> **WHAT THE TASK ASKS**:
Look through the lines below and extract any with the word "Error".

☆ ☆ ☆

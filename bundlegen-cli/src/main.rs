use bundlegen::engine::{DEFAULT_MODULE_NAME, DEFAULT_OUTPUT_DIR};
use bundlegen_cli::{
    check::run_check_command, generate::run_gen_command, logging::init_logging,
    options::BundleArgs,
};
use clap::{Parser, Subcommand};

#[derive(Parser, Debug)]
#[command(author, version, about, long_about = None)]
struct Args {
    /// Increase log verbosity (-v info, -vv debug)
    #[arg(short, long, action = clap::ArgAction::Count, global = true)]
    verbose: u8,

    #[command(subcommand)]
    commands: Commands,
}

/// Supported subcommands.
#[derive(Subcommand, Debug)]
enum Commands {
    /// Validate the bundle and generate a Rust module from it.
    Gen {
        #[command(flatten)]
        bundle: BundleArgs,

        /// Name of the generated module (and of its file)
        #[arg(long, env = "BUNDLEGEN_MODULE", default_value = DEFAULT_MODULE_NAME)]
        module: String,

        /// Directory the generated module is written to
        #[arg(long, env = "BUNDLEGEN_OUTPUT_DIR", default_value = DEFAULT_OUTPUT_DIR)]
        output_dir: String,
    },

    /// Validate the bundle without generating anything.
    Check {
        #[command(flatten)]
        bundle: BundleArgs,

        /// Print the validated bundle as JSON
        #[arg(long)]
        json: bool,
    },
}

fn main() {
    let args = Args::parse();
    init_logging(args.verbose);

    let result = match args.commands {
        Commands::Gen {
            bundle,
            module,
            output_dir,
        } => run_gen_command(&bundle, &module, &output_dir),
        Commands::Check { bundle, json } => run_check_command(&bundle, json),
    };

    if let Err(e) = result {
        eprintln!("❌ Error: {}", e);
        std::process::exit(1);
    }
}
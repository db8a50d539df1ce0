//! Per-language message files such as `messages.en.toml`:
//!
//! ```toml
//! [hello]
//! msg = "Hello"
//!
//! [apples]
//! singular = "one apple"
//! plural = "{count} apples"
//! ```

use serde::{Deserialize, Serialize};

use crate::{error::Error, traits::Parser, types::PerLanguageFragment};

/// Decoded content of one language file.
#[derive(Debug, Clone, Default, PartialEq, Eq, Deserialize, Serialize)]
#[serde(transparent)]
pub struct MessageFile {
    pub messages: PerLanguageFragment,
}

impl Parser for MessageFile {
    fn from_str(s: &str) -> Result<Self, Error> {
        toml::from_str(s).map_err(|e| Error::decode("<input>", e.message()))
    }
}
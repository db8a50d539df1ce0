//! Core types shared by every stage of the engine.
//! Decoders produce [`MessageVariant`]s and [`StatusCodeEntry`]s; the engine
//! turns them into [`BundleRecord`]s and finally a [`Bundle`].

use std::{
    borrow::Borrow,
    collections::{BTreeMap, BTreeSet},
    fmt::Display,
};

use serde::{Deserialize, Serialize};

/// Key of a translatable message, unique across the whole bundle.
pub type Identifier = String;

/// Canonical, lower-cased language tag such as `en` or `zh-cn`.
///
/// Only [`crate::language::canonicalize_tag`] creates these, so two codes
/// compare equal exactly when they name the same language.
#[derive(Debug, Clone, PartialEq, Eq, PartialOrd, Ord, Hash, Serialize)]
#[serde(transparent)]
pub struct LanguageCode(String);

impl LanguageCode {
    pub(crate) fn from_canonical(code: String) -> Self {
        LanguageCode(code)
    }

    pub fn as_str(&self) -> &str {
        &self.0
    }
}

impl Display for LanguageCode {
    fn fmt(&self, f: &mut std::fmt::Formatter<'_>) -> std::fmt::Result {
        f.write_str(&self.0)
    }
}

impl Borrow<str> for LanguageCode {
    fn borrow(&self) -> &str {
        &self.0
    }
}

impl AsRef<str> for LanguageCode {
    fn as_ref(&self) -> &str {
        &self.0
    }
}

/// Every language observed while ingesting the bundle directory.
pub type LanguageSet = BTreeSet<LanguageCode>;

/// The three text slots one identifier may carry in one language.
#[derive(Debug, Clone, Default, PartialEq, Eq, Deserialize, Serialize)]
pub struct MessageVariant {
    #[serde(default, skip_serializing_if = "String::is_empty")]
    pub msg: String,

    #[serde(default, skip_serializing_if = "String::is_empty")]
    pub plural: String,

    #[serde(default, skip_serializing_if = "String::is_empty")]
    pub singular: String,
}

impl MessageVariant {
    /// Returns the variant with surrounding whitespace removed from every slot.
    pub fn trimmed(&self) -> Self {
        MessageVariant {
            msg: self.msg.trim().to_string(),
            plural: self.plural.trim().to_string(),
            singular: self.singular.trim().to_string(),
        }
    }

    /// True when no slot carries text.
    pub fn is_empty(&self) -> bool {
        self.msg.is_empty() && self.plural.is_empty() && self.singular.is_empty()
    }

    /// True when `singular` and `plural` are both set or both unset.
    pub fn is_paired(&self) -> bool {
        self.singular.is_empty() == self.plural.is_empty()
    }

    pub fn get(&self, kind: VariantKind) -> &str {
        match kind {
            VariantKind::Msg => &self.msg,
            VariantKind::Plural => &self.plural,
            VariantKind::Singular => &self.singular,
        }
    }
}

/// Names one of the three slots of a [`MessageVariant`].
#[derive(Debug, Clone, Copy, PartialEq, Eq, Hash)]
pub enum VariantKind {
    Msg,
    Plural,
    Singular,
}

impl VariantKind {
    /// All kinds, in the order the validator checks them.
    pub const ALL: [VariantKind; 3] = [
        VariantKind::Msg,
        VariantKind::Plural,
        VariantKind::Singular,
    ];
}

impl Display for VariantKind {
    fn fmt(&self, f: &mut std::fmt::Formatter<'_>) -> std::fmt::Result {
        match self {
            VariantKind::Msg => write!(f, "Msg"),
            VariantKind::Plural => write!(f, "Plural"),
            VariantKind::Singular => write!(f, "Singular"),
        }
    }
}

/// All messages one file declares for its language.
pub type PerLanguageFragment = BTreeMap<Identifier, MessageVariant>;

/// Optional status/code metadata for one identifier.
///
/// Values that are zero or negative count as unset.
#[derive(Debug, Clone, Copy, Default, PartialEq, Eq, Deserialize, Serialize)]
pub struct StatusCodeEntry {
    #[serde(default)]
    pub status: i64,

    #[serde(default)]
    pub code: i64,
}

impl StatusCodeEntry {
    pub fn status(&self) -> Option<i64> {
        (self.status > 0).then_some(self.status)
    }

    pub fn code(&self) -> Option<i64> {
        (self.code > 0).then_some(self.code)
    }
}

/// Identifier → status/code metadata, as decoded from the status table file.
pub type StatusTable = BTreeMap<Identifier, StatusCodeEntry>;

/// Merged and validated content of one identifier across all languages.
#[derive(Debug, Clone, Default, PartialEq, Eq, Serialize)]
pub struct BundleRecord {
    #[serde(skip_serializing_if = "BTreeMap::is_empty")]
    pub msg: BTreeMap<LanguageCode, String>,

    #[serde(skip_serializing_if = "BTreeMap::is_empty")]
    pub singular: BTreeMap<LanguageCode, String>,

    #[serde(skip_serializing_if = "BTreeMap::is_empty")]
    pub plural: BTreeMap<LanguageCode, String>,

    #[serde(skip_serializing_if = "Option::is_none")]
    pub status: Option<i64>,

    #[serde(skip_serializing_if = "Option::is_none")]
    pub code: Option<i64>,
}

impl BundleRecord {
    pub fn texts(&self, kind: VariantKind) -> &BTreeMap<LanguageCode, String> {
        match kind {
            VariantKind::Msg => &self.msg,
            VariantKind::Plural => &self.plural,
            VariantKind::Singular => &self.singular,
        }
    }

    pub(crate) fn texts_mut(&mut self, kind: VariantKind) -> &mut BTreeMap<LanguageCode, String> {
        match kind {
            VariantKind::Msg => &mut self.msg,
            VariantKind::Plural => &mut self.plural,
            VariantKind::Singular => &mut self.singular,
        }
    }
}

/// Languages that provided each kind of variant for one identifier.
#[derive(Debug, Clone, Default, PartialEq, Eq)]
pub struct VariantPresence {
    msg: BTreeSet<LanguageCode>,
    plural: BTreeSet<LanguageCode>,
    singular: BTreeSet<LanguageCode>,
}

impl VariantPresence {
    pub fn get(&self, kind: VariantKind) -> &BTreeSet<LanguageCode> {
        match kind {
            VariantKind::Msg => &self.msg,
            VariantKind::Plural => &self.plural,
            VariantKind::Singular => &self.singular,
        }
    }

    pub(crate) fn insert(&mut self, kind: VariantKind, language: LanguageCode) {
        match kind {
            VariantKind::Msg => self.msg.insert(language),
            VariantKind::Plural => self.plural.insert(language),
            VariantKind::Singular => self.singular.insert(language),
        };
    }
}

/// The validated output of one engine run, ready for code emission.
#[derive(Debug, Clone, PartialEq, Eq, Serialize)]
pub struct Bundle {
    pub default_language: LanguageCode,
    pub languages: LanguageSet,
    /// Whether every record carries a status.
    pub has_status: bool,
    /// Whether every record carries a code.
    pub has_code: bool,
    pub records: BTreeMap<Identifier, BundleRecord>,
}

☆ ☆ ☆

> **SOLUTION FOR THIS PROBLEM**:
        eprintln!("❌ Error: {}", e);
use crate::{error::Error, traits::Parser, types::PerLanguageFragment};
    fn from_str(s: &str) -> Result<Self, Error> {
        toml::from_str(s).map_err(|e| Error::decode("<input>", e.message()))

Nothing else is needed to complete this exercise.